Required action: Copy out the entries that follow. Leave none out.

(Stored dataset items)
§
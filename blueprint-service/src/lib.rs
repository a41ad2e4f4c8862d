//! Blueprint parsing and resolution service
//!
//! This crate turns a YAML blueprint document into a fully resolved
//! deployment plan: it folds the document's transitive imports into one
//! combined tree, validates the result against the DSL schema, linearizes
//! type derivation chains, wires plugins to node interfaces, and resolves
//! workflow and policy bodies.
//!
//! The entry points are [`parse`] and [`parse_from_file`], or the
//! [`Parser`] type when a custom alias map is injected.

#![forbid(unsafe_code)]
#![warn(clippy::all, clippy::pedantic)]
#![allow(clippy::module_name_repetitions)]

/// Document parsing: YAML front end, import resolution, schema validation
pub mod parser;

/// Semantic resolution: types, nodes, workflow and policy bodies
pub mod resolver;

mod cycle;

pub use blueprint_core::prelude::*;
pub use parser::{Parser, parse, parse_from_file};
//! Document parsing pipeline
//!
//! Data flows strictly forward: raw text is loaded into a generic YAML
//! tree, imports are folded in, the combined tree is schema-validated and
//! decoded into the typed document model, and semantic resolution emits
//! the [`Plan`]. No stage mutates upstream state, and a single invocation
//! either returns a complete plan or fails with one
//! [`BlueprintError`](blueprint_core::BlueprintError).

use blueprint_core::aliases::AliasMap;
use blueprint_core::error::{BlueprintError, Result};
use blueprint_core::types::Plan;
use std::fs;
use std::path::{Path, PathBuf};
use tracing::debug;

use crate::resolver;

/// Import closure construction and per-section merging
pub mod import_resolver;

/// Structural schema validation
pub mod schema_validator;

/// YAML front end
pub mod tree;

pub use import_resolver::ImportResolver;

/// Blueprint parser with an injected alias map
///
/// The default constructor re-reads the bundled alias map on every
/// invocation; [`Parser::with_aliases`] pins a caller-supplied map
/// instead.
#[derive(Debug, Clone, Default)]
pub struct Parser {
    aliases: Option<AliasMap>,
}

impl Parser {
    /// Create a parser using the bundled default alias map
    #[must_use]
    pub fn new() -> Self {
        Self::default()
    }

    /// Create a parser using a caller-supplied alias map
    #[must_use]
    pub fn with_aliases(aliases: AliasMap) -> Self {
        Self {
            aliases: Some(aliases),
        }
    }

    /// Parse a blueprint document from text
    ///
    /// # Errors
    ///
    /// Returns a `BlueprintError` describing the first failure of the
    /// pipeline; no partial plan is ever returned.
    pub fn parse_str(&self, dsl: &str) -> Result<Plan> {
        self.run(dsl, None, &self.effective_aliases()?)
    }

    /// Parse a blueprint document from a file
    ///
    /// The path is alias-mapped before it is opened, and relative imports
    /// are located against the file's directory.
    ///
    /// # Errors
    ///
    /// Returns a `BlueprintError` if the file cannot be read or the
    /// pipeline fails.
    pub fn parse_file(&self, path: impl AsRef<Path>) -> Result<Plan> {
        let aliases = self.effective_aliases()?;
        let path = PathBuf::from(aliases.resolve(&path.as_ref().display().to_string()));
        let content = fs::read_to_string(&path)
            .map_err(|e| BlueprintError::import_open(path.display().to_string(), &e))?;
        self.run(&content, Some(&path), &aliases)
    }

    /// The bundled default map is re-read on every invocation unless a
    /// caller-supplied map is pinned.
    fn effective_aliases(&self) -> Result<AliasMap> {
        match &self.aliases {
            Some(map) => Ok(map.clone()),
            None => AliasMap::bundled(),
        }
    }

    fn run(&self, dsl: &str, path: Option<&Path>, aliases: &AliasMap) -> Result<Plan> {
        let root = tree::parse_tree(dsl)?;
        let combined = ImportResolver::new(aliases).combine(root, path)?;
        schema_validator::validate_document(&combined)?;
        let document = tree::decode_document(combined)?;
        debug!(
            application = %document.application_template.name,
            nodes = document.application_template.topology.len(),
            "combined document validated"
        );

        resolver::assemble_plan(&document, aliases)
    }
}

/// Parse a blueprint document from text with the default alias map
///
/// # Errors
///
/// Returns a `BlueprintError` describing the first failure of the
/// pipeline.
pub fn parse(dsl: &str) -> Result<Plan> {
    Parser::new().parse_str(dsl)
}

/// Parse a blueprint document from a file with the default alias map
///
/// # Errors
///
/// Returns a `BlueprintError` if the file cannot be read or the pipeline
/// fails.
pub fn parse_from_file(path: impl AsRef<Path>) -> Result<Plan> {
    Parser::new().parse_file(path)
}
§
Your solution:
filename blueprint-service/src/lib.rs
repository a41ad2e4f4c8862d
//! Blueprint parsing and resolution service
//!
//! This crate turns a YAML blueprint document into a fully resolved
//! deployment plan: it folds the document's transitive imports into one
//! combined tree, validates the result against the DSL schema, linearizes
//! type derivation chains, wires plugins to node interfaces, and resolves
//! workflow and policy bodies.
//!
//! The entry points are [`parse`] and [`parse_from_file`], or the
//! [`Parser`] type when a custom alias map is injected.

#![forbid(unsafe_code)]
#![warn(clippy::all, clippy::pedantic)]
#![allow(clippy::module_name_repetitions)]

/// Document parsing: YAML front end, import resolution, schema validation
pub mod parser;

/// Semantic resolution: types, nodes, workflow and policy bodies
pub mod resolver;

mod cycle;

pub use blueprint_core::prelude::*;
pub use parser::{Parser, parse, parse_from_file};
//! Document parsing pipeline
//!
//! Data flows strictly forward: raw text is loaded into a generic YAML
//! tree, imports are folded in, the combined tree is schema-validated and
//! decoded into the typed document model, and semantic resolution emits
//! the [`Plan`]. No stage mutates upstream state, and a single invocation
//! either returns a complete plan or fails with one
//! [`BlueprintError`](blueprint_core::BlueprintError).

use blueprint_core::aliases::AliasMap;
use blueprint_core::error::{BlueprintError, Result};
use blueprint_core::types::Plan;
use std::fs;
use std::path::{Path, PathBuf};
use tracing::debug;

use crate::resolver;

/// Import closure construction and per-section merging
pub mod import_resolver;

/// Structural schema validation
pub mod schema_validator;

/// YAML front end
pub mod tree;

pub use import_resolver::ImportResolver;

/// Blueprint parser with an injected alias map
///
/// The default constructor re-reads the bundled alias map on every
/// invocation; [`Parser::with_aliases`] pins a caller-supplied map
/// instead.
#[derive(Debug, Clone, Default)]
pub struct Parser {
    aliases: Option<AliasMap>,
}

impl Parser {
    /// Create a parser using the bundled default alias map
    #[must_use]
    pub fn new() -> Self {
        Self::default()
    }

    /// Create a parser using a caller-supplied alias map
    #[must_use]
    pub fn with_aliases(aliases: AliasMap) -> Self {
        Self {
            aliases: Some(aliases),
        }
    }

    /// Parse a blueprint document from text
    ///
    /// # Errors
    ///
    /// Returns a `BlueprintError` describing the first failure of the
    /// pipeline; no partial plan is ever returned.
    pub fn parse_str(&self, dsl: &str) -> Result<Plan> {
        self.run(dsl, None, &self.effective_aliases()?)
    }

    /// Parse a blueprint document from a file
    ///
    /// The path is alias-mapped before it is opened, and relative imports
    /// are located against the file's directory.
    ///
    /// # Errors
    ///
    /// Returns a `BlueprintError` if the file cannot be read or the
    /// pipeline fails.
    pub fn parse_file(&self, path: impl AsRef<Path>) -> Result<Plan> {
        let aliases = self.effective_aliases()?;
        let path = PathBuf::from(aliases.resolve(&path.as_ref().display().to_string()));
        let content = fs::read_to_string(&path)
            .map_err(|e| BlueprintError::import_open(path.display().to_string(), &e))?;
        self.run(&content, Some(&path), &aliases)
    }

    /// The bundled default map is re-read on every invocation unless a
    /// caller-supplied map is pinned.
    fn effective_aliases(&self) -> Result<AliasMap> {
        match &self.aliases {
            Some(map) => Ok(map.clone()),
            None => AliasMap::bundled(),
        }
    }

    fn run(&self, dsl: &str, path: Option<&Path>, aliases: &AliasMap) -> Result<Plan> {
        let root = tree::parse_tree(dsl)?;
        let combined = ImportResolver::new(aliases).combine(root, path)?;
        schema_validator::validate_document(&combined)?;
        let document = tree::decode_document(combined)?;
        debug!(
            application = %document.application_template.name,
            nodes = document.application_template.topology.len(),
            "combined document validated"
        );

        resolver::assemble_plan(&document, aliases)
    }
}

/// Parse a blueprint document from text with the default alias map
///
/// # Errors
///
/// Returns a `BlueprintError` describing the first failure of the
/// pipeline.
pub fn parse(dsl: &str) -> Result<Plan> {
    Parser::new().parse_str(dsl)
}

/// Parse a blueprint document from a file with the default alias map
///
/// # Errors
///
/// Returns a `BlueprintError` if the file cannot be read or the pipeline
/// fails.
pub fn parse_from_file(path: impl AsRef<Path>) -> Result<Plan> {
    Parser::new().parse_file(path)
}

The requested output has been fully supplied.